Probabilmente vorrai riorganizzare i dati in modo che appaiano così:

ID TIME EVENT
1  1    0
1  2    1
1  3    1
2  1    0
2  2    0
.  .    .
.  .    .

Io chiamo questo una conversione da un formato ampio a un formato lungo. È fatto facilmente in R usando la reshape()funzione o ancora più facilmente con il reshape2pacchetto.

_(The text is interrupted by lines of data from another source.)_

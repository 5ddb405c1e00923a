use crate::events::AppEvent;
use async_channel::Sender;
use std::path::PathBuf;
use std::thread;
use tokio::runtime::Runtime;

/// Runs the control socket and the config watcher on their own thread. Both
/// only talk to the UI through `tx`.
pub fn start_background_services(tx: Sender<AppEvent>, socket: PathBuf) {
    thread::spawn(move || {
        let rt = Runtime::new().expect("Failed to create Tokio runtime");

        rt.block_on(async {
            {
                let tx = tx.clone();
                tokio::spawn(async move {
                    crate::sys::server::run_server(tx, socket).await;
                });
            }

            {
                let tx = tx.clone();
                tokio::spawn(async move {
                    crate::config::run_async_watcher(tx).await;
                });
            }

            std::future::pending::<()>().await;
        });
    });
}
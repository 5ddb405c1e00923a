use crate::screen::{Screen, ScreenObserver};
use std::cell::Cell;
use std::rc::Rc;

/// Background music level the audio player should use for each screen.
/// Clones share the same level, so one copy can be registered as an observer
/// while another is read by the player.
#[derive(Debug, Clone)]
pub struct VolumePolicy {
    level: Rc<Cell<f64>>,
}

impl VolumePolicy {
    pub fn new() -> Self {
        Self {
            level: Rc::new(Cell::new(Self::for_screen(Screen::Start))),
        }
    }

    pub fn for_screen(screen: Screen) -> f64 {
        match screen {
            Screen::Start => 1.0,
            Screen::Main => 0.2,
            Screen::Detail => 0.1,
        }
    }

    pub fn level(&self) -> f64 {
        self.level.get()
    }
}

impl Default for VolumePolicy {
    fn default() -> Self {
        Self::new()
    }
}

impl ScreenObserver for VolumePolicy {
    fn screen_changed(&mut self, _from: Screen, to: Screen) {
        let level = Self::for_screen(to);
        log::debug!("Music volume -> {:.0}% ({})", level * 100.0, to);
        self.level.set(level);
    }
}
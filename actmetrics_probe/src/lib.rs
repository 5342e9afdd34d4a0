//! Transparent HTTP request instrumentation (spec §4.2).
//!
//! The source probe monkeypatches Node's global `http`/`https` module
//! so every outgoing request is observed implicitly. Rust has no
//! equivalent seam to patch, and spec §9 anticipates exactly this:
//! languages that forbid implicit global patching get an explicit
//! transport constructor instead. [`InstrumentedClient`] is that
//! constructor — callers that want their outgoing calls observed make
//! them through it rather than through a bare `reqwest`/`hyper` client.
//!
//! Each [`InstrumentedClient`] is constructed with a `sink` closure
//! invoked once per finished request with the completed
//! [`metrics::HttpRecord`]; the `actmetrics` facade supplies a sink
//! that folds the record into the activation's outgoing event stream.

pub mod body;
pub mod client;
pub mod connector;
pub mod metrics;
pub mod normalize;

pub use client::{InstrumentedClient, ProbeError};
pub use metrics::{HttpRecord, RecordSink};
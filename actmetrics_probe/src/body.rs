/**
 * `http_body::Body` decorator that stamps timing anchors and counts
 * bytes as frames flow through it — the piece that makes the
 * request-finished / first-byte / response-end anchors (spec §4.2)
 * observable without a pooling client hiding the underlying I/O.
 *
 * The same wrapper is used for both directions: around the outgoing
 * request body (`Kind::Request`, marks `request_finished` on EOF) and
 * around the incoming response body (`Kind::Response`, marks
 * `first_byte` on the first data frame and calls
 * [`RequestRecorder::complete`] on EOF).
 */
use std::pin::Pin;
use std::sync::Arc;
use std::task::{Context, Poll};

use bytes::Buf;
use http_body::{Body, Frame, SizeHint};
use pin_project::pin_project;

use crate::metrics::RequestRecorder;

#[derive(Clone, Copy, PartialEq, Eq)]
pub enum Kind {
    Request,
    Response,
}

#[pin_project]
pub struct TimingBody<B> {
    #[pin]
    inner: B,
    recorder: Arc<RequestRecorder>,
    kind: Kind,
    first_byte_seen: bool,
}

impl<B> TimingBody<B> {
    pub fn new(inner: B, recorder: Arc<RequestRecorder>, kind: Kind) -> Self {
        Self {
            inner,
            recorder,
            kind,
            first_byte_seen: false,
        }
    }
}

impl<B> Body for TimingBody<B>
where
    B: Body,
    B::Error: std::fmt::Display,
{
    type Data = B::Data;
    type Error = B::Error;

    fn poll_frame(self: Pin<&mut Self>, cx: &mut Context<'_>) -> Poll<Option<Result<Frame<B::Data>, B::Error>>> {
        let this = self.project();
        match this.inner.poll_frame(cx) {
            Poll::Ready(Some(Ok(frame))) => {
                if let Some(data) = frame.data_ref() {
                    let n = data.remaining() as u64;
                    match *this.kind {
                        Kind::Request => this.recorder.add_request_bytes(n),
                        Kind::Response => {
                            if !*this.first_byte_seen {
                                this.recorder.mark_first_byte();
                                *this.first_byte_seen = true;
                            }
                            this.recorder.add_response_bytes(n);
                        }
                    }
                }
                Poll::Ready(Some(Ok(frame)))
            }
            Poll::Ready(None) => {
                match *this.kind {
                    Kind::Request => this.recorder.mark_request_finished(),
                    Kind::Response => this.recorder.complete(),
                }
                Poll::Ready(None)
            }
            Poll::Ready(Some(Err(err))) => {
                if *this.kind == Kind::Response {
                    this.recorder.fail(err.to_string(), None);
                }
                Poll::Ready(Some(Err(err)))
            }
            Poll::Pending => Poll::Pending,
        }
    }

    fn is_end_stream(&self) -> bool {
        self.inner.is_end_stream()
    }

    fn size_hint(&self) -> SizeHint {
        self.inner.size_hint()
    }
}
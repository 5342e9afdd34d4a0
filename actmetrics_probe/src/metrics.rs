/**
 * Per-request timing state and the final event it collapses into
 * (spec §4.2's nine timing anchors and the derived `duration*` fields).
 *
 * One [`RequestRecorder`] is created per outgoing request and threaded
 * through the connector (DNS/TCP/TLS anchors) and both `TimingBody`
 * wrappers (request-finished / first-byte / response-end anchors plus
 * byte counts). Exactly one of "response completed" or "errored" fires
 * [`RequestRecorder::trigger`], which is guarded to run at most once —
 * mirroring the source probe's single `triggerMetrics()` call per
 * request regardless of how many listeners could have fired it.
 */
use std::collections::BTreeMap;
use std::sync::atomic::{AtomicBool, Ordering};
use std::sync::Mutex;
use std::time::Instant;

use actmetrics_core::{Event, EventValue};

use crate::normalize::RequestAttributes;

#[derive(Debug, Clone, Default)]
pub struct ResponseAttributes {
    pub status_code: u16,
    pub status_text: String,
    pub content_type: Option<String>,
    pub local_ip: Option<String>,
    pub server_ip: Option<String>,
    pub server_request_id: Option<String>,
}

#[derive(Debug, Clone)]
pub struct ErrorAttributes {
    pub message: String,
    pub code: Option<String>,
}

#[derive(Default)]
struct TimingState {
    socket_available: Option<Instant>,
    dns_lookup: Option<Instant>,
    tcp_connected: Option<Instant>,
    tls_handshaken: Option<Instant>,
    request_finished: Option<Instant>,
    first_byte: Option<Instant>,
    response_end: Option<Instant>,
    request_body_bytes: u64,
    response_body_bytes: u64,
    response: Option<ResponseAttributes>,
    error: Option<ErrorAttributes>,
}

/// Callback invoked exactly once per request with the finished record.
pub type RecordSink = dyn Fn(HttpRecord) + Send + Sync + 'static;

pub struct RequestRecorder {
    request_start: Instant,
    request: RequestAttributes,
    state: Mutex<TimingState>,
    emitted: AtomicBool,
    sink: std::sync::Arc<RecordSink>,
    /// `false` for the loop-breaker path (spec §4.2: a request whose
    /// `User-Agent` matches the ingest transport's own is never
    /// reported, so the probe can't observe its own metric uploads).
    emit: bool,
}

impl RequestRecorder {
    pub fn new(request: RequestAttributes, sink: std::sync::Arc<RecordSink>, emit: bool) -> Self {
        Self {
            request_start: Instant::now(),
            request,
            state: Mutex::new(TimingState::default()),
            emitted: AtomicBool::new(false),
            sink,
            emit,
        }
    }

    pub fn mark_socket_available(&self) {
        self.state.lock().unwrap().socket_available.get_or_insert(Instant::now());
    }
    pub fn mark_dns_lookup(&self) {
        self.state.lock().unwrap().dns_lookup.get_or_insert(Instant::now());
    }
    pub fn mark_tcp_connected(&self) {
        self.state.lock().unwrap().tcp_connected.get_or_insert(Instant::now());
    }
    pub fn mark_tls_handshaken(&self) {
        self.state.lock().unwrap().tls_handshaken.get_or_insert(Instant::now());
    }
    pub fn mark_request_finished(&self) {
        self.state.lock().unwrap().request_finished.get_or_insert(Instant::now());
    }
    pub fn mark_first_byte(&self) {
        self.state.lock().unwrap().first_byte.get_or_insert(Instant::now());
    }
    pub fn add_request_bytes(&self, n: u64) {
        self.state.lock().unwrap().request_body_bytes += n;
    }
    pub fn add_response_bytes(&self, n: u64) {
        self.state.lock().unwrap().response_body_bytes += n;
    }

    pub fn set_response_attrs(&self, attrs: ResponseAttributes) {
        self.state.lock().unwrap().response = Some(attrs);
    }

    /// Marks the response body exhausted and fires the record.
    pub fn complete(&self) {
        self.state.lock().unwrap().response_end.get_or_insert(Instant::now());
        self.trigger();
    }

    /// Records an error (connect failure, timeout, mid-stream I/O
    /// error) and fires the record immediately.
    pub fn fail(&self, message: impl Into<String>, code: Option<&'static str>) {
        let mut state = self.state.lock().unwrap();
        state.error = Some(ErrorAttributes {
            message: message.into(),
            code: code.map(|c| c.to_string()),
        });
        drop(state);
        self.trigger();
    }

    fn trigger(&self) {
        if self.emitted.compare_exchange(false, true, Ordering::SeqCst, Ordering::SeqCst).is_err() {
            return;
        }
        let state = self.state.lock().unwrap();
        let now = Instant::now();
        let record = HttpRecord {
            request: self.request.clone(),
            response: state.response.clone(),
            error: state.error.clone(),
            request_body_bytes: state.request_body_bytes,
            response_body_bytes: state.response_body_bytes,
            duration_blocked_ms: elapsed_ms(self.request_start, state.socket_available),
            duration_dns_ms: elapsed_between_ms(state.socket_available, state.dns_lookup),
            duration_connect_ms: elapsed_between_ms(state.dns_lookup, state.tcp_connected),
            duration_ssl_ms: elapsed_between_ms(state.tcp_connected, state.tls_handshaken),
            duration_send_ms: elapsed_between_ms(
                state.tls_handshaken.or(state.tcp_connected),
                state.request_finished,
            ),
            duration_wait_ms: elapsed_between_ms(state.request_finished, state.first_byte),
            duration_receive_ms: elapsed_between_ms(state.first_byte, state.response_end.or(Some(now))),
            duration_ms: elapsed_ms(self.request_start, state.response_end.or(Some(now))),
        };
        drop(state);
        if self.emit {
            (self.sink)(record);
        }
    }
}

/// `None` when `end` was never recorded — the corresponding timing
/// attribute is omitted from the emitted event rather than reported as
/// zero (spec §4.2).
fn elapsed_ms(start: Instant, end: Option<Instant>) -> Option<i64> {
    end.map(|e| e.saturating_duration_since(start).as_millis() as i64)
}

fn elapsed_between_ms(start: Option<Instant>, end: Option<Instant>) -> Option<i64> {
    match (start, end) {
        (Some(s), Some(e)) => Some(e.saturating_duration_since(s).as_millis() as i64),
        _ => None,
    }
}

/// The finished per-request record, ready to fold into an `Event` and
/// hand to the agent's `send("http", ..., false)`.
#[derive(Debug, Clone)]
pub struct HttpRecord {
    pub request: RequestAttributes,
    pub response: Option<ResponseAttributes>,
    pub error: Option<ErrorAttributes>,
    pub request_body_bytes: u64,
    pub response_body_bytes: u64,
    /// Each `duration_*_ms` field is `None` when either endpoint it
    /// spans was never recorded (e.g. `duration_ssl_ms` on a plain
    /// `http:` request) rather than a misleading zero (spec §4.2).
    pub duration_blocked_ms: Option<i64>,
    pub duration_dns_ms: Option<i64>,
    pub duration_connect_ms: Option<i64>,
    pub duration_ssl_ms: Option<i64>,
    pub duration_send_ms: Option<i64>,
    pub duration_wait_ms: Option<i64>,
    pub duration_receive_ms: Option<i64>,
    pub duration_ms: Option<i64>,
}

impl HttpRecord {
    pub fn to_event(&self) -> Event {
        let mut map: BTreeMap<String, EventValue> = BTreeMap::new();
        map.insert("protocol".into(), EventValue::Str(self.request.protocol.clone()));
        map.insert("host".into(), EventValue::Str(self.request.host.clone()));
        map.insert("port".into(), EventValue::Int(self.request.port as i64));
        map.insert("path".into(), EventValue::Str(self.request.path.clone()));
        map.insert("url".into(), EventValue::Str(self.request.url.clone()));
        map.insert("method".into(), EventValue::Str(self.request.method.clone()));
        map.insert("domain".into(), EventValue::Str(self.request.domain.clone()));

        map.insert("requestBodySize".into(), EventValue::UInt(self.request_body_bytes));
        map.insert("responseBodySize".into(), EventValue::UInt(self.response_body_bytes));

        if let Some(v) = self.duration_ms {
            map.insert("duration".into(), EventValue::Int(v));
        }
        if let Some(v) = self.duration_blocked_ms {
            map.insert("durationBlocked".into(), EventValue::Int(v));
        }
        if let Some(v) = self.duration_dns_ms {
            map.insert("durationDNS".into(), EventValue::Int(v));
        }
        if let Some(v) = self.duration_connect_ms {
            map.insert("durationConnect".into(), EventValue::Int(v));
        }
        if let Some(v) = self.duration_ssl_ms {
            map.insert("durationSSL".into(), EventValue::Int(v));
        }
        if let Some(v) = self.duration_send_ms {
            map.insert("durationSend".into(), EventValue::Int(v));
        }
        if let Some(v) = self.duration_wait_ms {
            map.insert("durationWait".into(), EventValue::Int(v));
        }
        if let Some(v) = self.duration_receive_ms {
            map.insert("durationReceive".into(), EventValue::Int(v));
        }

        if let Some(resp) = &self.response {
            map.insert("responseCode".into(), EventValue::Int(resp.status_code as i64));
            map.insert("responseStatus".into(), EventValue::Str(resp.status_text.clone()));
            if let Some(ct) = &resp.content_type {
                map.insert("contentType".into(), EventValue::Str(ct.clone()));
            }
            if let Some(ip) = &resp.local_ip {
                map.insert("localIPAddress".into(), EventValue::Str(ip.clone()));
            }
            if let Some(ip) = &resp.server_ip {
                map.insert("serverIPAddress".into(), EventValue::Str(ip.clone()));
            }
            if let Some(id) = &resp.server_request_id {
                map.insert("serverRequestId".into(), EventValue::Str(id.clone()));
            }
        }

        if let Some(err) = &self.error {
            map.insert("error".into(), EventValue::Bool(true));
            map.insert("errorMessage".into(), EventValue::Str(err.message.clone()));
            if let Some(code) = &err.code {
                map.insert("errorCode".into(), EventValue::Str(code.clone()));
            }
        }

        map
    }
}
/**
 * The flattener — pure transformation from a nested `Event` to a flat,
 * string-keyed map of `FlatValue` scalars.
 *
 * Contract (spec §4.1):
 * - numbers and strings pass through unchanged; strings longer than the
 *   configured limit are truncated and suffixed with `"..."`.
 * - booleans become `1` / `0`.
 * - big integers stringify.
 * - `null` is dropped silently.
 * - nested maps recurse with key prefix `"<parent>_"`.
 * - a coerced error becomes `{name, message, code, ...extra}`, recursed
 *   like any other nested map (stack trace deliberately omitted).
 * - an ordered sequence of integers collapses to `{mean: average}`; any
 *   other sequence (or set) collapses to `{item: first}`.
 * - a function/opaque value fails the whole flatten with
 *   `FlattenError::UnsupportedProperty`.
 *
 * Deterministic, idempotent, no I/O. The only observable side effect is
 * the error it can return.
 */
use std::collections::BTreeMap;

use thiserror::Error;

use crate::types::{ErrorValue, EventValue, FlatValue};

#[derive(Debug, Error, PartialEq)]
pub enum FlattenError {
    /// Raised when a value's underlying kind is a function or other
    /// opaque, non-serializable handle. Carries the dotted key path at
    /// which the unsupported value was found.
    #[error("unsupported property at `{key}`: value cannot be flattened")]
    UnsupportedProperty { key: String },
}

/// Truncation limits used while flattening. Built from the environment
/// at `Agent` construction time (`NEW_RELIC_ERROR_METRIC_MAX_STRING_LENGTH`)
/// and threaded through explicitly rather than read from a global, so
/// `flatten_event` stays pure and independently testable.
#[derive(Debug, Clone, Copy)]
pub struct FlattenConfig {
    pub max_string_length: usize,
    pub error_max_string_length: usize,
}

impl Default for FlattenConfig {
    fn default() -> Self {
        Self {
            max_string_length: crate::constants::DEFAULT_MAX_STRING_LENGTH,
            error_max_string_length: crate::constants::DEFAULT_ERROR_METRIC_MAX_STRING_LENGTH,
        }
    }
}

/// Flattens a whole event (a string-keyed map of `EventValue`) into the
/// wire-ready `{string: FlatValue}` shape.
pub fn flatten_event(
    event: &BTreeMap<String, EventValue>,
    cfg: &FlattenConfig,
) -> Result<BTreeMap<String, FlatValue>, FlattenError> {
    let mut out = BTreeMap::new();
    for (key, value) in event {
        flatten_into(key, value, &mut out, cfg)?;
    }
    Ok(out)
}

fn flatten_into(
    prefix: &str,
    value: &EventValue,
    out: &mut BTreeMap<String, FlatValue>,
    cfg: &FlattenConfig,
) -> Result<(), FlattenError> {
    match value {
        EventValue::Null => {
            // Dropped silently.
        }
        EventValue::Bool(b) => {
            out.insert(prefix.to_string(), FlatValue::Number(if *b { 1.0 } else { 0.0 }));
        }
        EventValue::Int(i) => {
            out.insert(prefix.to_string(), FlatValue::Number(*i as f64));
        }
        EventValue::UInt(u) => {
            out.insert(prefix.to_string(), FlatValue::Number(*u as f64));
        }
        EventValue::Float(f) => {
            // NaN/Infinity cannot round-trip through JSON; drop them
            // rather than emit a value the ingest endpoint would reject.
            if f.is_finite() {
                out.insert(prefix.to_string(), FlatValue::Number(*f));
            }
        }
        EventValue::BigInt(v) => {
            out.insert(prefix.to_string(), FlatValue::Text(v.to_string()));
        }
        EventValue::Str(s) => {
            out.insert(prefix.to_string(), FlatValue::Text(truncate(prefix, s, cfg)));
        }
        EventValue::Map(map) => {
            for (child_key, child_value) in map {
                let child_prefix = format!("{prefix}_{child_key}");
                flatten_into(&child_prefix, child_value, out, cfg)?;
            }
        }
        EventValue::Error(err) => {
            flatten_into(prefix, &error_to_map(err), out, cfg)?;
        }
        EventValue::Seq(items) | EventValue::Set(items) => {
            collapse_sequence(prefix, items, out, cfg)?;
        }
        EventValue::Unsupported => {
            return Err(FlattenError::UnsupportedProperty {
                key: prefix.to_string(),
            });
        }
    }
    Ok(())
}

/// Converts a coerced error into the nested-map shape
/// `{name, message, code, ...extra}` so it flattens via the ordinary
/// map-recursion path.
fn error_to_map(err: &ErrorValue) -> EventValue {
    let mut map = BTreeMap::new();
    map.insert("name".to_string(), EventValue::Str(err.name.clone()));
    map.insert("message".to_string(), EventValue::Str(err.message.clone()));
    if let Some(code) = err.code {
        map.insert("code".to_string(), EventValue::Int(code));
    }
    for (k, v) in &err.extra {
        map.entry(k.clone()).or_insert_with(|| v.clone());
    }
    EventValue::Map(map)
}

/// Sequence/set collapse rule: an ordered sequence of integers becomes
/// `{mean: average}`; anything else becomes `{item: first}`.
fn collapse_sequence(
    prefix: &str,
    items: &[EventValue],
    out: &mut BTreeMap<String, FlatValue>,
    cfg: &FlattenConfig,
) -> Result<(), FlattenError> {
    if !items.is_empty() && items.iter().all(is_integer) {
        let sum: f64 = items.iter().map(integer_as_f64).sum();
        let mean = sum / items.len() as f64;
        out.insert(format!("{prefix}_mean"), FlatValue::Number(mean));
        return Ok(());
    }

    if let Some(first) = items.first() {
        let item_prefix = format!("{prefix}_item");
        flatten_into(&item_prefix, first, out, cfg)?;
    }
    Ok(())
}

fn is_integer(v: &EventValue) -> bool {
    matches!(v, EventValue::Int(_) | EventValue::UInt(_) | EventValue::BigInt(_))
}

fn integer_as_f64(v: &EventValue) -> f64 {
    match v {
        EventValue::Int(i) => *i as f64,
        EventValue::UInt(u) => *u as f64,
        EventValue::BigInt(b) => *b as f64,
        _ => 0.0,
    }
}

/// Truncates a string to the limit appropriate for its key name,
/// appending `"..."` when truncation actually occurred.
fn truncate(key: &str, s: &str, cfg: &FlattenConfig) -> String {
    let limit = if crate::constants::ERROR_TRUNCATION_KEYS.contains(&key) {
        cfg.error_max_string_length
    } else {
        cfg.max_string_length
    };

    if s.chars().count() <= limit {
        return s.to_string();
    }

    let truncated: String = s.chars().take(limit).collect();
    format!("{truncated}{}", crate::constants::TRUNCATION_SUFFIX)
}

#[cfg(test)]
mod tests {
    use super::*;

    fn cfg() -> FlattenConfig {
        FlattenConfig::default()
    }

    #[test]
    fn passes_through_numbers_and_short_strings() {
        let mut event = BTreeMap::new();
        event.insert("count".to_string(), EventValue::Int(42));
        event.insert("label".to_string(), EventValue::Str("ok".to_string()));

        let flat = flatten_event(&event, &cfg()).unwrap();
        assert_eq!(flat["count"], FlatValue::Number(42.0));
        assert_eq!(flat["label"], FlatValue::Text("ok".to_string()));
    }

    #[test]
    fn booleans_become_one_or_zero() {
        let mut event = BTreeMap::new();
        event.insert("ok".to_string(), EventValue::Bool(true));
        event.insert("bad".to_string(), EventValue::Bool(false));

        let flat = flatten_event(&event, &cfg()).unwrap();
        assert_eq!(flat["ok"], FlatValue::Number(1.0));
        assert_eq!(flat["bad"], FlatValue::Number(0.0));
    }

    #[test]
    fn big_integers_stringify() {
        let mut event = BTreeMap::new();
        event.insert("huge".to_string(), EventValue::BigInt(170_141_183_460_469_231_731_687_303_715_884_105_727));

        let flat = flatten_event(&event, &cfg()).unwrap();
        assert_eq!(
            flat["huge"],
            FlatValue::Text("170141183460469231731687303715884105727".to_string())
        );
    }

    #[test]
    fn null_is_dropped_silently() {
        let mut event = BTreeMap::new();
        event.insert("present".to_string(), EventValue::Int(1));
        event.insert("absent".to_string(), EventValue::Null);

        let flat = flatten_event(&event, &cfg()).unwrap();
        assert_eq!(flat.len(), 1);
        assert!(!flat.contains_key("absent"));
    }

    #[test]
    fn nested_maps_recurse_with_underscore_prefix() {
        let mut inner = BTreeMap::new();
        inner.insert("id".to_string(), EventValue::Int(7));
        let mut event = BTreeMap::new();
        event.insert("user".to_string(), EventValue::Map(inner));

        let flat = flatten_event(&event, &cfg()).unwrap();
        assert_eq!(flat["user_id"], FlatValue::Number(7.0));
    }

    #[test]
    fn errors_coerce_to_name_message_code() {
        let err = ErrorValue::new("TypeError", "boom").with_code(5);
        let mut event = BTreeMap::new();
        event.insert("error".to_string(), EventValue::Error(err));

        let flat = flatten_event(&event, &cfg()).unwrap();
        assert_eq!(flat["error_name"], FlatValue::Text("TypeError".to_string()));
        assert_eq!(
            flat["error_message"],
            FlatValue::Text("boom".to_string())
        );
        assert_eq!(flat["error_code"], FlatValue::Number(5.0));
    }

    #[test]
    fn ordered_integer_sequence_collapses_to_mean() {
        let mut event = BTreeMap::new();
        event.insert(
            "samples".to_string(),
            EventValue::Seq(vec![EventValue::Int(1), EventValue::Int(2), EventValue::Int(3)]),
        );

        let flat = flatten_event(&event, &cfg()).unwrap();
        assert_eq!(flat["samples_mean"], FlatValue::Number(2.0));
        assert!(!flat.contains_key("samples_item"));
    }

    #[test]
    fn non_integer_sequence_collapses_to_first_item() {
        let mut event = BTreeMap::new();
        event.insert(
            "labels".to_string(),
            EventValue::Seq(vec![EventValue::Str("a".to_string()), EventValue::Str("b".to_string())]),
        );

        let flat = flatten_event(&event, &cfg()).unwrap();
        assert_eq!(flat["labels_item"], FlatValue::Text("a".to_string()));
    }

    #[test]
    fn sets_follow_the_same_collapse_rule_as_sequences() {
        let mut event = BTreeMap::new();
        event.insert(
            "ids".to_string(),
            EventValue::Set(vec![EventValue::Int(10), EventValue::Int(20)]),
        );

        let flat = flatten_event(&event, &cfg()).unwrap();
        assert_eq!(flat["ids_mean"], FlatValue::Number(15.0));
    }

    #[test]
    fn unsupported_values_fail_the_whole_flatten() {
        let mut event = BTreeMap::new();
        event.insert("callback".to_string(), EventValue::Unsupported);

        let err = flatten_event(&event, &cfg()).unwrap_err();
        assert_eq!(
            err,
            FlattenError::UnsupportedProperty {
                key: "callback".to_string()
            }
        );
    }

    #[test]
    fn long_strings_truncate_with_ellipsis() {
        let mut event = BTreeMap::new();
        let long = "x".repeat(150);
        event.insert("blob".to_string(), EventValue::Str(long));

        let flat = flatten_event(&event, &cfg()).unwrap();
        match &flat["blob"] {
            FlatValue::Text(s) => {
                assert_eq!(s.len(), 100 + 3);
                assert!(s.ends_with("..."));
            }
            other => panic!("expected text, got {other:?}"),
        }
    }

    #[test]
    fn error_message_keys_use_the_longer_truncation_limit() {
        let mut event = BTreeMap::new();
        let long = "x".repeat(200);
        event.insert("message".to_string(), EventValue::Str(long.clone()));

        let flat = flatten_event(&event, &cfg()).unwrap();
        assert_eq!(flat["message"], FlatValue::Text(long));
    }
}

Personalmente terrei il IDcampo per il suo potenziale utilizzo nell'identificare una fonte di variazione in un modello di effetti misti. Ma questo non è necessario (come sottolineato da @BerndWeiss). Quanto segue presume che tu voglia farlo. Altrimenti, adatta un modello simile glm(...,family=binomial)senza i termini dell'effetto casuale.

Il lme4pacchetto in R si adatta a un modello di regressione logistica a effetti misti simile a quello di cui stai parlando, tranne con un effetto casuale o due per tenere conto della variabilità dei coefficienti tra i soggetti ( ID). Il seguente sarebbe un codice di esempio per adattare un modello di esempio se i tuoi dati sono memorizzati in un frame di dati chiamato df.

require(lme4)
ans <- glmer(EVENT ~ TIME + (1+TIME|ID), data=df, family=binomial)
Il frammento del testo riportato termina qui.